START Record excerpts

//! `lbs` administrative CLI.
//!
//! ```sh
//! lbs --db /tmp/lbs.sqlite3 task add --owner <uuid> --name Standup --load 2 --rule weekly:mon,wed
//! lbs --db /tmp/lbs.sqlite3 --as-of 2025-03-01 refresh
//! lbs --db /tmp/lbs.sqlite3 load --owner <uuid> --date 2025-03-03
//! lbs --db /tmp/lbs.sqlite3 range --owner <uuid> --start 2025-03-01 --end 2025-03-07
//! ```
//!
//! Every command prints JSON on stdout. Settings come from `LBS_*`
//! environment variables; `--db` and `--as-of` override them.

use anyhow::{anyhow, bail, Context, Result};
use chrono::{NaiveDate, Weekday};
use clap::{Parser, Subcommand, ValueEnum};
use lbs_core::{
    init_logging_from_env, open_db, resolve_db_path, Clock, CoefficientPatch, DateRange,
    EngineSettings, ExceptionKind, FixedClock, LbsEngine, OwnerId, RecomputeCoordinator,
    RecurrenceRule, SystemClock, Task, TaskException, TaskId, TaskListQuery,
};
use serde::Serialize;
use std::path::PathBuf;
use std::sync::Arc;

#[derive(Parser)]
#[command(name = "lbs", version, about = "Load balancing engine administration")]
struct Cli {
    /// SQLite database file
    #[arg(long, env = "LBS_DB_PATH", global = true)]
    db: Option<PathBuf>,

    /// Anchor date for the horizon (defaults to today)
    #[arg(long, global = true)]
    as_of: Option<NaiveDate>,

    #[command(subcommand)]
    command: Commands,
}

#[derive(Subcommand)]
enum Commands {
    /// Print the engine version
    Version,
    /// Manage tasks
    Task {
        #[command(subcommand)]
        command: TaskCommands,
    },
    /// Manage per-day exceptions
    Exception {
        #[command(subcommand)]
        command: ExceptionCommands,
    },
    /// Recompute cache rows for an owner or a single task
    Recompute {
        #[arg(long)]
        owner: OwnerId,
        #[arg(long)]
        task: Option<TaskId>,
        #[arg(long, requires = "end")]
        start: Option<NaiveDate>,
        #[arg(long, requires = "start")]
        end: Option<NaiveDate>,
    },
    /// Rebuild the rolling horizon (all owners when --owner is omitted)
    Refresh {
        #[arg(long)]
        owner: Option<OwnerId>,
    },
    /// Load snapshot for one day
    Load {
        #[arg(long)]
        owner: OwnerId,
        #[arg(long)]
        date: NaiveDate,
    },
    /// Per-day loads over an inclusive range
    Range {
        #[arg(long)]
        owner: OwnerId,
        #[arg(long)]
        start: NaiveDate,
        #[arg(long)]
        end: NaiveDate,
    },
    /// Weekly statistics for the seven days from --start
    Week {
        #[arg(long)]
        owner: OwnerId,
        #[arg(long)]
        start: NaiveDate,
    },
    /// 7-day trend buckets over an inclusive range
    Trends {
        #[arg(long)]
        owner: OwnerId,
        #[arg(long)]
        start: NaiveDate,
        #[arg(long)]
        end: NaiveDate,
    },
    /// Show or update load coefficients
    Coefficients {
        #[arg(long)]
        owner: OwnerId,
        #[arg(long)]
        alpha: Option<f64>,
        #[arg(long)]
        beta: Option<f64>,
        #[arg(long)]
        cap: Option<f64>,
        #[arg(long)]
        switch_cost: Option<f64>,
        /// List every stored version, newest first
        #[arg(long, conflicts_with_all = ["alpha", "beta", "cap", "switch_cost"])]
        history: bool,
    },
}

#[derive(Subcommand)]
enum TaskCommands {
    /// Create a task
    Add {
        #[arg(long)]
        owner: OwnerId,
        #[arg(long)]
        name: String,
        #[arg(long)]
        load: f64,
        #[arg(long, default_value = "")]
        context: String,
        /// once:DATE | weekly:mon,fri | every:N@DATE | monthly-day:D | monthly-nth:N:WEEKDAY
        #[arg(long)]
        rule: String,
        #[arg(long)]
        start: Option<NaiveDate>,
        #[arg(long)]
        end: Option<NaiveDate>,
    },
    /// List an owner's tasks
    List {
        #[arg(long)]
        owner: OwnerId,
        #[arg(long)]
        include_inactive: bool,
    },
    /// Deactivate a task and drop its cache rows
    Deactivate {
        #[arg(long)]
        owner: OwnerId,
        #[arg(long)]
        task: TaskId,
    },
}

#[derive(Subcommand)]
enum ExceptionCommands {
    /// Create or replace the exception for a task and date
    Add {
        #[arg(long)]
        owner: OwnerId,
        #[arg(long)]
        task: TaskId,
        #[arg(long)]
        date: NaiveDate,
        #[arg(long, value_enum)]
        kind: ExceptionArg,
        /// Required for --kind override
        #[arg(long, required_if_eq("kind", "override"))]
        load: Option<f64>,
        #[arg(long)]
        reason: Option<String>,
    },
    /// List an owner's exceptions
    List {
        #[arg(long)]
        owner: OwnerId,
        #[arg(long)]
        task: Option<TaskId>,
    },
}

#[derive(Clone, Copy, ValueEnum)]
enum ExceptionArg {
    Suppress,
    Override,
    Force,
}

fn main() -> Result<()> {
    let cli = Cli::parse();

    if let Err(err) = init_logging_from_env() {
        eprintln!("warning: file logging disabled: {err}");
    }

    if let Commands::Version = cli.command {
        return print_json(&serde_json::json!({ "version": lbs_core::core_version() }));
    }

    let db_path = cli.db.unwrap_or_else(resolve_db_path);
    let conn = open_db(&db_path)
        .with_context(|| format!("failed to open database `{}`", db_path.display()))?;
    let clock: Arc<dyn Clock> = match cli.as_of {
        Some(date) => Arc::new(FixedClock(date)),
        None => Arc::new(SystemClock),
    };
    let engine = LbsEngine::with_parts(
        &conn,
        EngineSettings::from_env(),
        Arc::new(RecomputeCoordinator::new()),
        clock,
    )
    .context("failed to initialize engine")?;

    run(&engine, cli.command)
}

fn run(engine: &LbsEngine<'_>, command: Commands) -> Result<()> {
    match command {
        Commands::Version => print_json(&serde_json::json!({ "version": lbs_core::core_version() })),
        Commands::Task { command } => run_task(engine, command),
        Commands::Exception { command } => run_exception(engine, command),
        Commands::Recompute {
            owner,
            task,
            start,
            end,
        } => {
            let range = match (start, end) {
                (Some(start), Some(end)) => Some(
                    DateRange::new(start, end)
                        .ok_or_else(|| anyhow!("--start {start} is after --end {end}"))?,
                ),
                _ => None,
            };
            let ack = engine
                .trigger_recompute(owner, task, range)
                .context("recompute failed")?;
            print_json(&ack)
        }
        Commands::Refresh { owner } => {
            let reports = match owner {
                Some(owner) => vec![engine.refresh_horizon(owner)?],
                None => engine.refresh_all_owners()?,
            };
            print_json(&reports)
        }
        Commands::Load { owner, date } => print_json(&engine.calculate_load(owner, date)?),
        Commands::Range { owner, start, end } => {
            print_json(&engine.get_cache_range(owner, start, end)?)
        }
        Commands::Week { owner, start } => print_json(&engine.weekly_stats(owner, start)?),
        Commands::Trends { owner, start, end } => {
            print_json(&engine.load_trends(owner, start, end)?)
        }
        Commands::Coefficients {
            owner,
            alpha,
            beta,
            cap,
            switch_cost,
            history,
        } => {
            if history {
                return print_json(&engine.coefficient_history(owner)?);
            }
            let patch = CoefficientPatch {
                alpha,
                beta,
                cap,
                switch_cost,
            };
            if patch == CoefficientPatch::default() {
                print_json(&engine.current_coefficients(owner)?)
            } else {
                print_json(&engine.update_coefficients(owner, &patch)?)
            }
        }
    }
}

fn run_task(engine: &LbsEngine<'_>, command: TaskCommands) -> Result<()> {
    match command {
        TaskCommands::Add {
            owner,
            name,
            load,
            context,
            rule,
            start,
            end,
        } => {
            let rule = parse_rule(&rule)?;
            let task = Task::new(owner, name, load, rule)
                .with_context(context)
                .with_window(start, end);
            print_json(&engine.create_task(&task)?)
        }
        TaskCommands::List {
            owner,
            include_inactive,
        } => {
            let query = if include_inactive {
                TaskListQuery::all(owner)
            } else {
                TaskListQuery::active(owner)
            };
            print_json(&engine.list_tasks(&query)?)
        }
        TaskCommands::Deactivate { owner, task } => print_json(&engine.deactivate_task(owner, task)?),
    }
}

fn run_exception(engine: &LbsEngine<'_>, command: ExceptionCommands) -> Result<()> {
    match command {
        ExceptionCommands::Add {
            owner,
            task,
            date,
            kind,
            load,
            reason,
        } => {
            let kind = match (kind, load) {
                (ExceptionArg::Suppress, _) => ExceptionKind::Suppress,
                (ExceptionArg::Force, _) => ExceptionKind::ForceInclude,
                (ExceptionArg::Override, Some(load)) => ExceptionKind::OverrideLoad { load },
                (ExceptionArg::Override, None) => bail!("--kind override requires --load"),
            };
            let mut exception = TaskException::new(owner, task, date, kind);
            exception.reason = reason;
            print_json(&engine.create_exception(&exception)?)
        }
        ExceptionCommands::List { owner, task } => {
            print_json(&engine.list_exceptions(owner, task, None)?)
        }
    }
}

/// Parses the compact rule notation accepted by `task add --rule`.
fn parse_rule(raw: &str) -> Result<RecurrenceRule> {
    let (kind, args) = raw
        .split_once(':')
        .ok_or_else(|| anyhow!("rule `{raw}` must look like <kind>:<args>"))?;
    let rule = match kind.trim().to_ascii_lowercase().as_str() {
        "once" => RecurrenceRule::once(parse_date(args)?),
        "weekly" => {
            let days = args
                .split(',')
                .map(|day| {
                    day.trim()
                        .parse::<Weekday>()
                        .map_err(|_| anyhow!("unknown weekday `{day}`"))
                })
                .collect::<Result<Vec<_>>>()?;
            RecurrenceRule::weekly(days)?
        }
        "every" => {
            let (interval, anchor) = args
                .split_once('@')
                .ok_or_else(|| anyhow!("every rule must look like every:N@YYYY-MM-DD"))?;
            let interval = interval
                .trim()
                .parse::<i64>()
                .with_context(|| format!("invalid interval `{interval}`"))?;
            RecurrenceRule::every_n_days(parse_date(anchor)?, interval)?
        }
        "monthly-day" => {
            let day = args
                .trim()
                .parse::<i64>()
                .with_context(|| format!("invalid month day `{args}`"))?;
            RecurrenceRule::monthly_day(day)?
        }
        "monthly-nth" => {
            let (nth, weekday) = args
                .split_once(':')
                .ok_or_else(|| anyhow!("monthly-nth rule must look like monthly-nth:N:WEEKDAY"))?;
            let nth = nth
                .trim()
                .parse::<i64>()
                .with_context(|| format!("invalid nth `{nth}`"))?;
            let weekday = weekday
                .trim()
                .parse::<Weekday>()
                .map_err(|_| anyhow!("unknown weekday `{weekday}`"))?;
            RecurrenceRule::monthly_nth_weekday(nth, i64::from(weekday.number_from_monday()))?
        }
        other => bail!("unknown rule kind `{other}`"),
    };
    Ok(rule)
}

fn parse_date(raw: &str) -> Result<NaiveDate> {
    raw.trim()
        .parse::<NaiveDate>()
        .with_context(|| format!("invalid date `{raw}`, expected YYYY-MM-DD"))
}

fn print_json<T: Serialize + ?Sized>(value: &T) -> Result<()> {
    let rendered = serde_json::to_string_pretty(value).context("failed to render JSON")?;
    println!("{rendered}");
    Ok(())
}

#[cfg(test)]
mod tests {
    use super::*;

    #[test]
    fn parse_rule_accepts_every_notation() {
        let date = NaiveDate::from_ymd_opt(2025, 1, 1).unwrap();
        assert_eq!(
            parse_rule("every:3@2025-01-01").unwrap(),
            RecurrenceRule::every_n_days(date, 3).unwrap()
        );
        assert_eq!(
            parse_rule("weekly:mon, fri").unwrap(),
            RecurrenceRule::weekly([Weekday::Mon, Weekday::Fri]).unwrap()
        );
        assert_eq!(
            parse_rule("monthly-nth:-1:sun").unwrap(),
            RecurrenceRule::monthly_nth_weekday(-1, 7).unwrap()
        );
        assert!(parse_rule("monthly-day:32").is_err());
        assert!(parse_rule("yearly:1").is_err());
    }
}
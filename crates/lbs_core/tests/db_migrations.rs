use lbs_core::db::migrations::latest_version;
use lbs_core::db::{open_db, open_db_in_memory, DbError};
use lbs_core::repo::ensure_schema_ready;
use lbs_core::{EngineError, LbsEngine, RepoError};
use rusqlite::Connection;

#[test]
fn open_db_in_memory_applies_all_migrations() {
    let conn = open_db_in_memory().unwrap();

    assert_eq!(schema_version(&conn), latest_version());
    for table in [
        "tasks",
        "task_exceptions",
        "daily_cache",
        "coefficient_sets",
        "task_completions",
    ] {
        assert_table_exists(&conn, table);
    }
    ensure_schema_ready(&conn).unwrap();
}

#[test]
fn opening_same_database_twice_is_idempotent() {
    let dir = tempfile::tempdir().unwrap();
    let path = dir.path().join("lbs.sqlite3");

    let conn_first = open_db(&path).unwrap();
    assert_eq!(schema_version(&conn_first), latest_version());
    drop(conn_first);

    let conn_second = open_db(&path).unwrap();
    assert_eq!(schema_version(&conn_second), latest_version());
    assert_table_exists(&conn_second, "daily_cache");
}

#[test]
fn opening_database_with_newer_schema_version_returns_error() {
    let dir = tempfile::tempdir().unwrap();
    let path = dir.path().join("future.sqlite3");

    let conn = Connection::open(&path).unwrap();
    conn.execute_batch("PRAGMA user_version = 999;").unwrap();
    drop(conn);

    let err = open_db(&path).unwrap_err();
    match err {
        DbError::UnsupportedSchemaVersion {
            db_version,
            latest_supported,
        } => {
            assert_eq!(db_version, 999);
            assert_eq!(latest_supported, latest_version());
        }
        other => panic!("unexpected error: {other}"),
    }
    assert!(!DbError::UnsupportedSchemaVersion {
        db_version: 999,
        latest_supported: 1
    }
    .is_retryable());
}

#[test]
fn engine_rejects_unmigrated_connection() {
    let conn = Connection::open_in_memory().unwrap();

    let err = LbsEngine::try_new(&conn).err().unwrap();
    assert!(matches!(
        err,
        EngineError::Repo(RepoError::UninitializedConnection {
            actual_version: 0,
            ..
        })
    ));
}

#[test]
fn foreign_keys_are_enforced() {
    let conn = open_db_in_memory().unwrap();

    let err = conn
        .execute(
            "INSERT INTO task_completions (owner_id, task_id, target_date)
             VALUES ('owner', 'missing-task', '2025-03-03');",
            [],
        )
        .unwrap_err();
    assert!(err.to_string().contains("FOREIGN KEY"));
}

fn schema_version(conn: &Connection) -> u32 {
    conn.query_row("PRAGMA user_version;", [], |row| row.get(0))
        .unwrap()
}

fn assert_table_exists(conn: &Connection, table_name: &str) {
    let exists: i64 = conn
        .query_row(
            "SELECT EXISTS(
                SELECT 1
                FROM sqlite_master
                WHERE type = 'table' AND name = ?1
            );",
            [table_name],
            |row| row.get(0),
        )
        .unwrap();
    assert_eq!(exists, 1, "table {table_name} does not exist");
}
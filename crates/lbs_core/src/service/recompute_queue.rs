//! Recompute request queue and per-owner write serialization.
//!
//! # Responsibility
//! - Collect recompute requests produced by task/exception mutations.
//! - Coalesce requests for the same `(owner, scope)` into one execution.
//! - Serialize recompute execution per owner across threads and connections
//!   that share one coordinator.
//!
//! # Invariants
//! - At most one pending request exists per `(owner, scope)`; a newer
//!   request takes over the key and its range grows to cover both.
//! - Locks are recovered after a poisoning panic; the guarded state is `()`
//!   and the cache itself is protected by SQLite transactions.

use crate::model::cache::RecomputeScope;
use crate::model::task::OwnerId;
use crate::schedule::calendar::DateRange;
use serde::Serialize;
use std::collections::{BTreeMap, HashMap};
use std::sync::atomic::{AtomicU64, Ordering};
use std::sync::{Arc, Mutex, PoisonError};

/// A queued recompute.
#[derive(Debug, Clone, Copy, PartialEq, Eq, Serialize)]
pub struct RecomputeRequest {
    pub owner_id: OwnerId,
    pub scope: RecomputeScope,
    pub range: DateRange,
    /// Monotonic id of the latest enqueue that touched this request.
    pub sequence: u64,
}

type PendingKey = (OwnerId, RecomputeScope);

#[derive(Debug, Default)]
pub struct RecomputeCoordinator {
    owner_locks: Mutex<HashMap<OwnerId, Arc<Mutex<()>>>>,
    pending: Mutex<BTreeMap<PendingKey, RecomputeRequest>>,
    sequence: AtomicU64,
}

impl RecomputeCoordinator {
    pub fn new() -> Self {
        Self::default()
    }

    /// Queues a recompute, merging it into a pending one for the same key.
    pub fn enqueue(
        &self,
        owner_id: OwnerId,
        scope: RecomputeScope,
        range: DateRange,
    ) -> RecomputeRequest {
        let sequence = self.sequence.fetch_add(1, Ordering::SeqCst) + 1;
        let mut pending = self.pending.lock().unwrap_or_else(PoisonError::into_inner);
        let request = pending
            .entry((owner_id, scope))
            .and_modify(|existing| {
                existing.range = existing.range.span(&range);
                existing.sequence = sequence;
            })
            .or_insert(RecomputeRequest {
                owner_id,
                scope,
                range,
                sequence,
            });
        *request
    }

    /// Puts failed or unexecuted requests back, merging with anything queued
    /// in the meantime.
    pub fn requeue(&self, requests: impl IntoIterator<Item = RecomputeRequest>) {
        let mut pending = self.pending.lock().unwrap_or_else(PoisonError::into_inner);
        for request in requests {
            pending
                .entry((request.owner_id, request.scope))
                .and_modify(|existing| {
                    existing.range = existing.range.span(&request.range);
                    existing.sequence = existing.sequence.max(request.sequence);
                })
                .or_insert(request);
        }
    }

    /// Removes and returns every pending request of `owner_id` in enqueue
    /// order. Task requests fully covered by a pending full-owner request
    /// are dropped, since that request rebuilds them anyway.
    pub fn take_pending(&self, owner_id: OwnerId) -> Vec<RecomputeRequest> {
        let mut pending = self.pending.lock().unwrap_or_else(PoisonError::into_inner);
        let keys: Vec<PendingKey> = pending
            .keys()
            .filter(|(owner, _)| *owner == owner_id)
            .copied()
            .collect();
        let mut requests: Vec<RecomputeRequest> = keys
            .iter()
            .filter_map(|key| pending.remove(key))
            .collect();
        drop(pending);

        let full_range = requests
            .iter()
            .find(|request| request.scope == RecomputeScope::All)
            .map(|request| request.range);
        if let Some(full_range) = full_range {
            requests.retain(|request| {
                request.scope == RecomputeScope::All || !full_range.covers(&request.range)
            });
        }
        requests.sort_by_key(|request| request.sequence);
        requests
    }

    pub fn pending_count(&self, owner_id: OwnerId) -> usize {
        self.pending
            .lock()
            .unwrap_or_else(PoisonError::into_inner)
            .keys()
            .filter(|(owner, _)| *owner == owner_id)
            .count()
    }

    /// Owners with at least one pending request.
    pub fn pending_owners(&self) -> Vec<OwnerId> {
        let pending = self.pending.lock().unwrap_or_else(PoisonError::into_inner);
        let mut owners: Vec<OwnerId> = pending.keys().map(|(owner, _)| *owner).collect();
        owners.dedup();
        owners
    }

    /// Runs `f` while holding the exclusive lock for `owner_id`.
    pub fn with_owner_lock<T>(&self, owner_id: OwnerId, f: impl FnOnce() -> T) -> T {
        let owner_lock = {
            let mut locks = self.owner_locks.lock().unwrap_or_else(PoisonError::into_inner);
            Arc::clone(locks.entry(owner_id).or_default())
        };
        let _guard = owner_lock.lock().unwrap_or_else(PoisonError::into_inner);
        f()
    }
}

END Record excerpts

Identify the lines in the entries that hold "impl" and return each one.

impl RecomputeCoordinator {
    pub fn requeue(&self, requests: impl IntoIterator<Item = RecomputeRequest>) {
    pub fn with_owner_lock<T>(&self, owner_id: OwnerId, f: impl FnOnce() -> T) -> T {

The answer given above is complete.